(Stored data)
┌──

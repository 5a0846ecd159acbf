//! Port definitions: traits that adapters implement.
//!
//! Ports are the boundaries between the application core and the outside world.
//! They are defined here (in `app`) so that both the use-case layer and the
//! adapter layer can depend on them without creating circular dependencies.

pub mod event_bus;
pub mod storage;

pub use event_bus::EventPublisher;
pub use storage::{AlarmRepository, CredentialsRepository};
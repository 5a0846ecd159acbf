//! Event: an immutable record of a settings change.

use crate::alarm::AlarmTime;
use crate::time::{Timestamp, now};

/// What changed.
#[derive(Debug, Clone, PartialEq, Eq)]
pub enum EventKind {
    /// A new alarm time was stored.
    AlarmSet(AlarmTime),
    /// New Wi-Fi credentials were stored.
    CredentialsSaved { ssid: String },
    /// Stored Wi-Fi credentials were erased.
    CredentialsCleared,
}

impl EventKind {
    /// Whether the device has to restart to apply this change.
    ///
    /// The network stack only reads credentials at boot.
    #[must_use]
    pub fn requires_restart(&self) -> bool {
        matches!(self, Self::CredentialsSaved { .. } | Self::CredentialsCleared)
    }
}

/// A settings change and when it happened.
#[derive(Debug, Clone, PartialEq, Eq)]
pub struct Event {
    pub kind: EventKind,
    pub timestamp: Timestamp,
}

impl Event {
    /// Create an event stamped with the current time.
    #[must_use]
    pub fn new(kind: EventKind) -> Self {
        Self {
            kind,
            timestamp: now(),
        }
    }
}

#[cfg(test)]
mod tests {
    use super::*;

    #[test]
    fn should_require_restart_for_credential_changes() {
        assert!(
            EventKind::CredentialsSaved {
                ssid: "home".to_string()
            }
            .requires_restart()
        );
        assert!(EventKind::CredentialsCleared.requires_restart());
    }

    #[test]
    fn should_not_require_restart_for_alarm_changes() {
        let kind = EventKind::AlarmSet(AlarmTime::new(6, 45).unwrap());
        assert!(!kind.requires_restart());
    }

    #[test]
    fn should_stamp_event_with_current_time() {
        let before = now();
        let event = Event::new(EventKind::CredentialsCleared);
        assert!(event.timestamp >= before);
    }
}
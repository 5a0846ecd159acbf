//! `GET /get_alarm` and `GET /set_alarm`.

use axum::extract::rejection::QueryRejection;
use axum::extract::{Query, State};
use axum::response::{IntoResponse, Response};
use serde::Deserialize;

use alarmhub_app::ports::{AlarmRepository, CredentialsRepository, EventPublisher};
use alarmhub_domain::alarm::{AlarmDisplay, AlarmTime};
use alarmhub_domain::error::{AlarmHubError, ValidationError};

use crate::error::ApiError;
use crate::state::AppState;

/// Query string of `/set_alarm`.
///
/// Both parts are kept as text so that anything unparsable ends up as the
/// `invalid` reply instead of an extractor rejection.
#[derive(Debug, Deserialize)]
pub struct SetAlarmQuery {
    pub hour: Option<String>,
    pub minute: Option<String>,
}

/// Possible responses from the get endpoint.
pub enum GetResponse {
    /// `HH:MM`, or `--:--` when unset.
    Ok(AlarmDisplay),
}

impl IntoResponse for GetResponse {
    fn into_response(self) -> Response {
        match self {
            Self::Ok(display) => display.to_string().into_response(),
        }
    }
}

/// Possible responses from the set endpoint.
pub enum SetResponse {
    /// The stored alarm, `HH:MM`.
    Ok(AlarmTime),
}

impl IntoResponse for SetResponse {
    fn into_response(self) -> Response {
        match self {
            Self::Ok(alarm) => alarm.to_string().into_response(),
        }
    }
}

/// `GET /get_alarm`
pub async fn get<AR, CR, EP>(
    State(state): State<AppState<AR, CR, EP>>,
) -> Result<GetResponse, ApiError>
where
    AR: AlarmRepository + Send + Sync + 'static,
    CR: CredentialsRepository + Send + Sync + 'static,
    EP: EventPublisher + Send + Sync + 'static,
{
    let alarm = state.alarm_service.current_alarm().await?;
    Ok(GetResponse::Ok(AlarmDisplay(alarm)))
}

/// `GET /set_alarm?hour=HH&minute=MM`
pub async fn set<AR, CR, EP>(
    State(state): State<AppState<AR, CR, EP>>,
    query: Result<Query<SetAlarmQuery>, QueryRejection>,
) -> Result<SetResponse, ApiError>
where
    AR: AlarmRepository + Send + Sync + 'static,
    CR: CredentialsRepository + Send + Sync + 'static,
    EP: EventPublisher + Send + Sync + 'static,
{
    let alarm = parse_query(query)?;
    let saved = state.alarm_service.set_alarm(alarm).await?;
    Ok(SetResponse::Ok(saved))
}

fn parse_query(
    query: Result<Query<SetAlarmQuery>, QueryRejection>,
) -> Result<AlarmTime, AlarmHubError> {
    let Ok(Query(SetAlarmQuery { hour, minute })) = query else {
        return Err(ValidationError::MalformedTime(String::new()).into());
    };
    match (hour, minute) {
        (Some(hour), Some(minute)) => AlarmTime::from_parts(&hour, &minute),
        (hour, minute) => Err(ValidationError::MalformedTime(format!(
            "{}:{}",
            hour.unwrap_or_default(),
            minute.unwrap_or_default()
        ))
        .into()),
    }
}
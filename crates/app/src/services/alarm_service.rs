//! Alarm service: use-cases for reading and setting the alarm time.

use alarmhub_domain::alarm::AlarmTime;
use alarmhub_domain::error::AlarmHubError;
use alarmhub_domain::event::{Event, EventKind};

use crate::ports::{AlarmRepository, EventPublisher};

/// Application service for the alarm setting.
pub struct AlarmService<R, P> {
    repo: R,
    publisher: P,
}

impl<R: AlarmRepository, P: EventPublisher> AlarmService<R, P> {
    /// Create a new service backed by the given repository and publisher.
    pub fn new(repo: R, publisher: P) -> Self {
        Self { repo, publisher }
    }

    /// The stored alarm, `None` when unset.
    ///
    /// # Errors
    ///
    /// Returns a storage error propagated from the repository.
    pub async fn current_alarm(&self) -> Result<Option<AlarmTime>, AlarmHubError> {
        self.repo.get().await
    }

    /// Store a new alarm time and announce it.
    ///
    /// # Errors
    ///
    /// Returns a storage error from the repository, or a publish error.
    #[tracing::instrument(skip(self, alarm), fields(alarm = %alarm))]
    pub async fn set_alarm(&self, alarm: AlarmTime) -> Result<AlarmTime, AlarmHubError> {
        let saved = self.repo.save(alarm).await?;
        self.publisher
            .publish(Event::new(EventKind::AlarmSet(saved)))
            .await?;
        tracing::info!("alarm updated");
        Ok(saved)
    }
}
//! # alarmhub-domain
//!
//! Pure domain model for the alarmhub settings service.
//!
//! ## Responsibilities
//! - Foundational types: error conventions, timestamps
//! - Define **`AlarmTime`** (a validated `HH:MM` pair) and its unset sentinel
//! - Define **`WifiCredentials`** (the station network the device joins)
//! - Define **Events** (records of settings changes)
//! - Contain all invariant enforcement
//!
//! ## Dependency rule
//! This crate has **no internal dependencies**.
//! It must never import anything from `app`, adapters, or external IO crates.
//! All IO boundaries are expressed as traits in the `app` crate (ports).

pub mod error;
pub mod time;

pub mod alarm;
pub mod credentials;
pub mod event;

└──
┌──

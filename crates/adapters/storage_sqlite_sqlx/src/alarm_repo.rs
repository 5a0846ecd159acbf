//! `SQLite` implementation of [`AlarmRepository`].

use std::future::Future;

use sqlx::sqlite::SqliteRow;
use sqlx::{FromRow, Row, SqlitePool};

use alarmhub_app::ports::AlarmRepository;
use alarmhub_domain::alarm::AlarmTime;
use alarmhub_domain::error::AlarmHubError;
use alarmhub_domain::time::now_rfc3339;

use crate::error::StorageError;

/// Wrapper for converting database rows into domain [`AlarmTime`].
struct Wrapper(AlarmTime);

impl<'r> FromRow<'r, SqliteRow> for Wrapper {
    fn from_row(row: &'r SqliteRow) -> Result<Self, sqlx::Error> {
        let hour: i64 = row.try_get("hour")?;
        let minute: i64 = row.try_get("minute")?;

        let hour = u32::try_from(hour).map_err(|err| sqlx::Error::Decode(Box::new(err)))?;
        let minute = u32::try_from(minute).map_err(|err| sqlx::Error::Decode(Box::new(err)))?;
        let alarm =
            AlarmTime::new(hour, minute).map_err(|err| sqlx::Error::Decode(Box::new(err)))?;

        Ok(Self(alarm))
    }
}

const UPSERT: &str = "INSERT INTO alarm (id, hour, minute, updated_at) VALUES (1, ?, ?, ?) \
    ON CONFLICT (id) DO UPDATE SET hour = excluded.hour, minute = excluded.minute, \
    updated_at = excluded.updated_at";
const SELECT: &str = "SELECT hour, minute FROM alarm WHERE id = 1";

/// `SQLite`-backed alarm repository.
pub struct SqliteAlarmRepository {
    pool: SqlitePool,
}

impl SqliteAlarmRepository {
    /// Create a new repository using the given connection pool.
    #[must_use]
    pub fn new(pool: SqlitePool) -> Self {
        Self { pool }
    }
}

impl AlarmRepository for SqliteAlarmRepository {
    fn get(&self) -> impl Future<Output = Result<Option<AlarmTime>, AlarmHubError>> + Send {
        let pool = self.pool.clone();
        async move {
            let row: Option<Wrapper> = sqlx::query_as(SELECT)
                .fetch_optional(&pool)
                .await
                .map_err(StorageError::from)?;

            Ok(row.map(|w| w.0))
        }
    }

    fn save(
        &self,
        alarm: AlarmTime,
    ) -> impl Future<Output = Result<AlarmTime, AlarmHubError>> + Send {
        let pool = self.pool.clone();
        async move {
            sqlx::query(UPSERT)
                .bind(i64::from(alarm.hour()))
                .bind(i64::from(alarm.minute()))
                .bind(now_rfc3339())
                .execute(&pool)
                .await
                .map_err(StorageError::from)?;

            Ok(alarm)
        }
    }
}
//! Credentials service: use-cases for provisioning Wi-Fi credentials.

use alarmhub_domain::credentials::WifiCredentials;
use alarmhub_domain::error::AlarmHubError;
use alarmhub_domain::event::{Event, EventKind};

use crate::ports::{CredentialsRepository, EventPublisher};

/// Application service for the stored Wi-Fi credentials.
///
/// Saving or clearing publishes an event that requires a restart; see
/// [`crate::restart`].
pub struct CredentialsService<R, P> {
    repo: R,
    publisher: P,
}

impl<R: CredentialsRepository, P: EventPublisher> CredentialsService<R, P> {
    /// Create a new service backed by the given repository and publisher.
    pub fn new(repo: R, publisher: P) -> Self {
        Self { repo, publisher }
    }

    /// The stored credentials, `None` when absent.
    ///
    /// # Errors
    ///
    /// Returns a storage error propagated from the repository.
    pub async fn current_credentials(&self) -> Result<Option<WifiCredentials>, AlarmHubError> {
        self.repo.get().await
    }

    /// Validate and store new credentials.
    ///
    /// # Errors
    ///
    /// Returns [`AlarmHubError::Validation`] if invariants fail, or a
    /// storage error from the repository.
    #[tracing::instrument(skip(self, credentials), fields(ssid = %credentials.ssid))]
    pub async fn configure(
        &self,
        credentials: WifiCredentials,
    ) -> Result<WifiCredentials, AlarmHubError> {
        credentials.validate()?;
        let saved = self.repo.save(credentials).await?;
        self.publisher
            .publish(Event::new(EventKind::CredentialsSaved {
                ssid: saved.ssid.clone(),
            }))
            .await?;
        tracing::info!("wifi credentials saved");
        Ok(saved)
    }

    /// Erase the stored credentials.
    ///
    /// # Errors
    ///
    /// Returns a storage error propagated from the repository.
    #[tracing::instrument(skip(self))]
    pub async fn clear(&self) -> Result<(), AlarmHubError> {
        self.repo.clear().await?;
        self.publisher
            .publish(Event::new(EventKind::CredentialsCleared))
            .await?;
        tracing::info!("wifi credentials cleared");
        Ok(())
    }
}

└──
┌──

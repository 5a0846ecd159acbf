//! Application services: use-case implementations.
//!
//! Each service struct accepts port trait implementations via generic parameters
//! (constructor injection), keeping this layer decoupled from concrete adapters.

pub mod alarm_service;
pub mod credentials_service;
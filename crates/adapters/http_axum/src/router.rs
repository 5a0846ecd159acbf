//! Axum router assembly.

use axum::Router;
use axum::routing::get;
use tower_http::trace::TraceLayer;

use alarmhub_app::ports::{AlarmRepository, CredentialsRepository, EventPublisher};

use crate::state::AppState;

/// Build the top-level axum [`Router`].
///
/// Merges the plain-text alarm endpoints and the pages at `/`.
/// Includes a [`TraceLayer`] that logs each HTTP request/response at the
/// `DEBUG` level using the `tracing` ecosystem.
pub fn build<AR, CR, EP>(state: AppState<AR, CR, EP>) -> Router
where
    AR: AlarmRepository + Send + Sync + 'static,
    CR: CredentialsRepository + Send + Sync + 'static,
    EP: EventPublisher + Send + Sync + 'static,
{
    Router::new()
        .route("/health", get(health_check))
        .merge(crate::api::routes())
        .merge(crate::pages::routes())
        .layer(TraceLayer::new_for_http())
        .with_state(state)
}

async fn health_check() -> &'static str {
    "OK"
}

└──

EXERCISE INSTRUCTIONS:
What lines of the data contain the string "Decode"? List them.

SOLUTION TO THIS PROBLEM:
        let hour = u32::try_from(hour).map_err(|err| sqlx::Error::Decode(Box::new(err)))?;
        let minute = u32::try_from(minute).map_err(|err| sqlx::Error::Decode(Box::new(err)))?;
            AlarmTime::new(hour, minute).map_err(|err| sqlx::Error::Decode(Box::new(err)))?;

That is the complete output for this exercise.